Feeling a Lack of Aspirations for the Future?

Joe Brewer
Working for Change
Published in
6 min readJul 12, 2016

I was talking with my wife this morning about something that feels like it might resonate with a lot of other people out there. We were discussing our careers and plans for starting a family— and it hit me that we struggle to have aspirations for the future.

Living in a broken society means it is painful to think about changing jobs (if you happen to be lucky enough to have stable work these days). It’s grueling to search job boards and think about how many other applicants you’ll be competing against for anything worth applying for.

It also means the thought of buying a house is off in La La land. Only the already-wealthy can afford to buy houses in most American cities. Where we live in Seattle, the cheap run-down homes can be condemned and still cost over $400,000. Bidding wars are now routine for home purchases in major cities across the country.

With inequality so chronic and severe, we are all deeply attuned to the fact that a tiny portion of our society lives like royalty while everyone else experiences a downward spiral of decreasing opportunities and greater hardship on the horizon.

Let’s face it. It’s hard to be aspirational when this is the reality most of us face on a daily basis.

So what can be done to revitalize the American Dream (or its equivalent in other parts of the world)? How do we cultivate the strength of spirit to hope and plan for a better future? The first thing we need to do is be realistic — which means we need to acknowledge a few basic truths about what is happening in the world today.

Reality Check #1 :: Wealth inequality is a feature not a bug.

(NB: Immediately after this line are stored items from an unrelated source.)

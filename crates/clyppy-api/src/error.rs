//! API client error types.

use thiserror::Error;

/// Result type for API operations.
pub type ApiResult<T> = Result<T, ApiError>;

/// Errors from the backing API.
#[derive(Debug, Error)]
pub enum ApiError {
    #[error("Network error: {0}")]
    Network(#[from] reqwest::Error),

    #[error("API returned {status} for {endpoint}: {body}")]
    Http {
        endpoint: String,
        status: u16,
        body: String,
    },

    /// 2xx response whose payload says `success: false`.
    #[error("API rejected {endpoint}: {message}")]
    Rejected { endpoint: String, message: String },

    #[error("IO error: {0}")]
    Io(#[from] std::io::Error),

    #[error("JSON error: {0}")]
    Json(#[from] serde_json::Error),
}

impl ApiError {
    pub fn http(endpoint: impl Into<String>, status: u16, body: impl Into<String>) -> Self {
        Self::Http {
            endpoint: endpoint.into(),
            status,
            body: body.into(),
        }
    }

    pub fn rejected(endpoint: impl Into<String>, message: impl Into<String>) -> Self {
        Self::Rejected {
            endpoint: endpoint.into(),
            message: message.into(),
        }
    }
}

In the jargon of software development, something is a “feature” if it is there by design. Something is a “bug” if the software was poorly written in a way that created errors by accident. We need to recognize that the extreme levels of inequality are here by design. They were created by wealth hoarding from very rich people who rigged the financial system (and routinely corrupt the political process) to accumulate money and power for themselves.

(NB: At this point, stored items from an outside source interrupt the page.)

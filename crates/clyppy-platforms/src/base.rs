//! Generic fallback platform and the NSFW host tables.

use async_trait::async_trait;
use regex::Regex;
use url::Url;

use clyppy_models::{DeliveryStrategy, Service};

use crate::error::PlatformResult;
use crate::platform::{Platform, ResolveContext};

/// Hostname substrings that mark a URL as adult content.
pub const NSFW_KEYWORDS: &[&str] = &[
    "porn", "xxx", "hentai", "nsfw", "nude", "fetish", "milf", "bdsm", "camgirl", "escort",
];

/// Known adult hosts that the keyword scan alone would miss.
pub const NSFW_DOMAINS: &[&str] = &[
    "xvideos.com",
    "xnxx.com",
    "redtube.com",
    "xhamster.com",
    "spankbang.com",
    "rule34video.com",
    "rule34.xxx",
    "e621.net",
    "motherless.com",
    "chaturbate.com",
    "onlyfans.com",
    "fansly.com",
    "erome.com",
    "fapello.com",
    "redgifs.com",
];

/// Whether a URL's host looks like an adult site.
pub fn is_nsfw_host(url: &str) -> bool {
    let Ok(parsed) = Url::parse(url) else {
        return false;
    };
    let Some(host) = parsed.host_str() else {
        return false;
    };
    let host = host.to_ascii_lowercase();
    if NSFW_KEYWORDS.iter().any(|kw| host.contains(kw)) {
        return true;
    }
    NSFW_DOMAINS
        .iter()
        .any(|domain| host == *domain || host.ends_with(&format!(".{domain}")))
}

/// Matches any http(s) URL that no dedicated platform claimed.
///
/// The whole trimmed URL doubles as the source id, so generic links still get
/// stable content-addressed filenames.
pub struct BasePlatform {
    any_http: Regex,
}

impl BasePlatform {
    pub fn new() -> Self {
        Self {
            any_http: Regex::new(r"^https?://\S+$").unwrap(),
        }
    }
}

impl Default for BasePlatform {
    fn default() -> Self {
        Self::new()
    }
}

#[async_trait]
impl Platform for BasePlatform {
    fn service(&self) -> Service {
        Service::Base
    }

    fn matches(&self, url: &str) -> bool {
        self.any_http.is_match(url.trim())
    }

    fn parse(&self, url: &str) -> Option<String> {
        let trimmed = url.trim();
        if self.any_http.is_match(trimmed) {
            Some(trimmed.to_string())
        } else {
            None
        }
    }

    async fn canonicalize(
        &self,
        _ctx: &ResolveContext,
        url: &str,
        _source_id: &str,
    ) -> PlatformResult<String> {
        Ok(url.trim().to_string())
    }

    fn strategy(&self) -> DeliveryStrategy {
        DeliveryStrategy::Redirect
    }

    fn is_nsfw(&self, url: &str) -> bool {
        is_nsfw_host(url)
    }
}

#[cfg(test)]
mod tests {
    use super::*;

    #[test]
    fn test_matches_any_http_url() {
        let p = BasePlatform::new();
        assert!(p.matches("https://bsky.app/profile/u/post/3k"));
        assert!(p.matches("http://example.com/v.mp4"));
        assert!(!p.matches("ftp://example.com/v.mp4"));
        assert!(!p.matches("just some words"));
    }

    #[test]
    fn test_source_id_is_the_url() {
        let p = BasePlatform::new();
        assert_eq!(
            p.parse(" https://example.com/v.mp4 "),
            Some("https://example.com/v.mp4".to_string())
        );
    }

    #[test]
    fn test_nsfw_keyword_scan() {
        assert!(is_nsfw_host("https://some-porn-site.example/v/1"));
        assert!(is_nsfw_host("https://best.xxx/v/1"));
        assert!(!is_nsfw_host("https://example.com/v/1"));
    }

    #[test]
    fn test_nsfw_domain_list() {
        assert!(is_nsfw_host("https://www.redgifs.com/watch/abc"));
        assert!(is_nsfw_host("https://e621.net/posts/1"));
        assert!(is_nsfw_host("https://cdn.redgifs.com/x.mp4"));
        // Similar-looking but different registrable domain must not match.
        assert!(!is_nsfw_host("https://note621.net/posts/1"));
    }

    #[test]
    fn test_unparsable_urls_are_not_flagged() {
        assert!(!is_nsfw_host("not a url"));
    }
}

This is why wealth inequality has risen continuously between 1980 and today. Once the Reagan Administration began the process of deregulating the financial sector — a pattern continued by every Congress and president since — the garden was prepared by the wealth hoarders, for the wealth hoarders. And boy did they reap what they sowed.

Things like tax cuts for the rich combined with market regulations structured to benefit the largess of capital investors… a recipe for transferring wealth from working people to the top 0.1% for many years to come.

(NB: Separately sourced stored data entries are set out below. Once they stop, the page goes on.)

//! Storage error types.

use thiserror::Error;

/// Result type for storage operations.
pub type StorageResult<T> = Result<T, StorageError>;

/// Errors from the CDN store.
#[derive(Debug, Error)]
pub enum StorageError {
    #[error("Failed to configure storage client: {0}")]
    ConfigError(String),

    #[error("Upload failed: {0}")]
    UploadFailed(String),

    #[error("IO error: {0}")]
    Io(#[from] std::io::Error),

    #[error("AWS SDK error: {0}")]
    AwsSdk(String),
}

impl StorageError {
    pub fn config_error(msg: impl Into<String>) -> Self {
        Self::ConfigError(msg.into())
    }

    pub fn upload_failed(msg: impl Into<String>) -> Self {
        Self::UploadFailed(msg.into())
    }
}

Reality Check #2 :: The population explosion matters.

It may be uncomfortable to talk about it, but having a human population grow from less than a billion people to the current level of 7.4 billion in the last century is going to have planetary-scale impacts.

We are now consuming more of nature’s bounty than can be replenished. The notion of scarcity in economic theories has gone from the status of flawed assumption to being an empirical fact for many natural resources that are rapidly being depleted. What this means is that we have to share what remains among a very large community of people. And the number of people is larger than it has ever been before in history.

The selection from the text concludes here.